Вспорхнула белая бабочка-плясунья, лоскуток ветреного шелка. А шелк был выткан из гусениц, из целого стада раболепных червей. Все хотят быть белыми, чистенькими и все же не могут вынести этой белизны, она их угнетает. Поэтому и красят свои одежды. Но наедине с собой человек остается нагим. А вещи его предают. И он предает вещи.

Что было на этот раз? Лопата? Лопата! Он вспомнил, и его затрясло. От смеха. И все же в глубине таилась печаль.

День утопал в зелени. Разве могут эти белые летучие лоскутки сравниться с этой зеленой плотью! Все было насыщено ею, и сам воздух-певун погружался в нее. Зелень простиралась до горизонта, до неба. Зелень — это песня безрассудства. Просто расти, расти без всякого смысла и цели, подстрекая и все другие создания следовать ее примеру.
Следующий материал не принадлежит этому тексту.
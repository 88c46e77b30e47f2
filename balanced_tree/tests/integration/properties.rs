/*
 * Copyright (c) 2006-Present, Redis Ltd.
 * All rights reserved.
 *
 * Licensed under your choice of the Redis Source Available License 2.0
 * (RSALv2); or (b) the Server Side Public License v1 (SSPLv1); or (c) the
 * GNU Affero General Public License v3 (AGPLv3).
*/

//! Property-based tests for the balanced tree using `proptest`.

#[cfg(not(miri))]
mod proptests {
    use std::collections::BTreeSet;

    use balanced_tree::{BalancedTree, RebalancePolicy};
    use proptest::prelude::*;

    use crate::helpers::{POLICIES, in_order_values, walk_with_level};

    fn policy() -> impl Strategy<Value = RebalancePolicy> {
        proptest::sample::select(POLICIES.to_vec())
    }

    proptest! {
        #[test]
        fn prop_insert_matches_set_model(
            policy in policy(),
            values in proptest::collection::vec(-500i32..500, 0..300),
        ) {
            let mut tree = BalancedTree::with_policy(policy);
            let mut model = BTreeSet::new();

            for value in &values {
                let before = in_order_values(&tree);
                let inserted = tree.insert(*value);
                prop_assert_eq!(inserted, model.insert(*value));
                prop_assert_eq!(tree.len(), model.len());

                // Rotations reorganize the shape, never the contents.
                let after = in_order_values(&tree);
                if inserted {
                    let mut expected = before;
                    expected.push(*value);
                    expected.sort_unstable();
                    prop_assert_eq!(after, expected);
                } else {
                    prop_assert_eq!(after, before);
                }

                if let Err(violation) = tree.check_invariants() {
                    return Err(TestCaseError::fail(violation.to_string()));
                }
            }
        }

        #[test]
        fn prop_search_finds_exactly_inserted_values(
            policy in policy(),
            values in proptest::collection::vec(0u16..2000, 1..200),
        ) {
            let mut tree = BalancedTree::with_policy(policy);
            for value in &values {
                tree.insert(*value);
            }

            let stored: BTreeSet<u16> = values.iter().copied().collect();
            for probe in 0u16..2000 {
                prop_assert_eq!(tree.search(&probe), stored.contains(&probe));
            }
        }

        #[test]
        fn prop_cached_depths_are_coherent(
            policy in policy(),
            values in proptest::collection::vec(any::<i64>(), 1..200),
        ) {
            let mut tree = BalancedTree::with_policy(policy);
            for value in &values {
                tree.insert(*value);
            }

            // Recompute every height bottom-up and compare with the cache.
            fn height(node: balanced_tree::NodeRef<'_, i64>) -> u32 {
                match (node.left(), node.right()) {
                    (None, None) => 0,
                    (Some(child), None) | (None, Some(child)) => height(child) + 1,
                    (Some(left), Some(right)) => height(left).max(height(right)) + 1,
                }
            }
            let mut mismatches = Vec::new();
            walk_with_level(&tree, &mut |node, _| {
                if node.depth() != height(node) {
                    mismatches.push(*node.value());
                }
            });
            prop_assert!(mismatches.is_empty(), "stale depths at {:?}", mismatches);
        }

        #[test]
        fn prop_avl_height_is_logarithmic(
            values in proptest::collection::btree_set(any::<u32>(), 1..500),
        ) {
            let mut tree = BalancedTree::with_policy(RebalancePolicy::Avl);
            for value in &values {
                tree.insert(*value);
            }

            // An AVL tree with n nodes has height below 1.45 * log2(n + 2).
            let n = values.len() as f64;
            let bound = 1.45 * (n + 2.0).log2();
            let depth = tree.depth().unwrap();
            prop_assert!(f64::from(depth) < bound, "depth {} exceeds bound {}", depth, bound);
        }
    }
}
Но в этом одноцветном пространстве возникло вдруг маленькое красное пятно, которое двигалось по деревенской дороге и даже напевало что-то. Только сумасшедший мог оставить это яркое пятнышко без внимания. Прячась в высокой траве, он направился к приманке. Ворона, сидевшая у него на спине, взмахнула крыльями.

Женщина шла по дороге. Ее лицо было скрыто соломенной шляпой, широкие поля которой бросали густую тень на шею. Но было ясно, что это молодая женщина. В руке она несла чемодан, несла легко, без усилий. Только очень молодая женщина могла решиться надеть такое платье — кроваво-красное от плеч до бедер. Свежий, крепкий дух исходил от нее. Запах, в который можно влюбиться.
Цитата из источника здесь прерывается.